No, the solution is to make the data speak to average people, using familiar media like Twitter or Facebook.

I view this as similar to what Microsoft did for system administration and development.  Microsoft may not have always played fair on its road to the top of the enterprise software heap, but much of its success stems from enabling average IT people and developers to be productive through things like Visual Studio.

Sure, we’re all above average.  Or so we think.

But for those few, unlucky souls doomed to be average, well, the Big Data movement needs to lower the bar to entry and productivity.

This is one of the guiding themes at Nodeable.  We believe strongly that the DevOps trend is real, and means that a great deal of exceptional programmers are suddenly…below average Operations people.  It’s not that they have low IQs.  It’s just that doing operations well requires years of experience, just like doing most anything well does.  Developers, however, want to focus on building applications.  They want 90 percent of their job to be “Dev” and 10 percent to be “Ops.”

So that’s what we do.  We tame the “Big Data” in cloud systems to enable developers to visualize and control the complete software development lifecycle.

What to call this?  We’re still not sure, but Dan Woods comes close in a recent blog post for Forbes:

Operational Big Data is about automating and streamlining the process of distilling huge amounts of data into a form that can support decision making and process execution….I call these vendors [EMC, IBM, etc.] operational because historically their main value claim is to increase speed of processing not the speed at which analysts work. All of these vendors know that they will succeed more if they can make their products less complex and more agile, and some like EMC Greenplum through its Chorus product are attacking the issue head on. All of these operational vendors support a process of discovery, but usually it is on that is far more intermediated than the hands on experience of using something like Splunk or 1010data. The data visualization and exploration vendors Qlikview, Tableau, and TIBCO Spotfire have all been helping bring agility to the operational data vendors.
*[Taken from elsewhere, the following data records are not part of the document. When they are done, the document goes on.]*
//! Explicit session handles
//!
//! The automation surface keeps an implicit "active document". Every bridge
//! call instead takes a `Session`, so no caller depends on ambient state.

use serde::{Deserialize, Serialize};
use std::fmt;
use std::path::{Path, PathBuf};
use ulid::Ulid;

/// Unique session identifier (ULID for sortability)
#[derive(Debug, Clone, Copy, PartialEq, Eq, PartialOrd, Ord, Hash, Serialize, Deserialize)]
pub struct SessionId(pub Ulid);

impl SessionId {
    /// Generate new session ID
    #[inline]
    #[must_use]
    pub fn new() -> Self {
        Self(Ulid::new())
    }
}

impl Default for SessionId {
    fn default() -> Self {
        Self::new()
    }
}

impl fmt::Display for SessionId {
    fn fmt(&self, f: &mut fmt::Formatter<'_>) -> fmt::Result {
        write!(f, "{}", self.0)
    }
}

/// Handle to one open document
#[derive(Debug, Clone, PartialEq, Eq, Hash, Serialize, Deserialize)]
pub struct Session {
    id: SessionId,
    path: PathBuf,
    title: String,
}

impl Session {
    /// Create a handle for a document opened at `path`
    #[must_use]
    pub fn new(path: impl Into<PathBuf>, title: impl Into<String>) -> Self {
        Self {
            id: SessionId::new(),
            path: path.into(),
            title: title.into(),
        }
    }

    /// Session ID
    #[inline]
    #[must_use]
    pub fn id(&self) -> SessionId {
        self.id
    }

    /// Path of the open document
    #[inline]
    #[must_use]
    pub fn path(&self) -> &Path {
        &self.path
    }

    /// Document title as reported by the surface
    #[inline]
    #[must_use]
    pub fn title(&self) -> &str {
        &self.title
    }
}

impl fmt::Display for Session {
    fn fmt(&self, f: &mut fmt::Formatter<'_>) -> fmt::Result {
        write!(f, "{} [{}]", self.title, self.id)
    }
}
I’m not sure I’d agree that these particular vendors are doing enough to make Big Data easy to understand and actionable, but I like the term “Operational Big Data.”  And I agree with the thrust of his argument that the vendors who succeed at making complex data easy to visualize and take action against will be big winners.

That’s what we do at Nodeable.  We make systems data as easy to read and work with as a Twitter stream, which is considerably easier to grok than IBM’s Netezza or other products from the traditional enterprise software crowd.  They’re still so concerned with how “big” they can make the data that they’ve neglected that the real value is in making it “small,” that is, easily understood by someone that didn’t get the PhD in data science.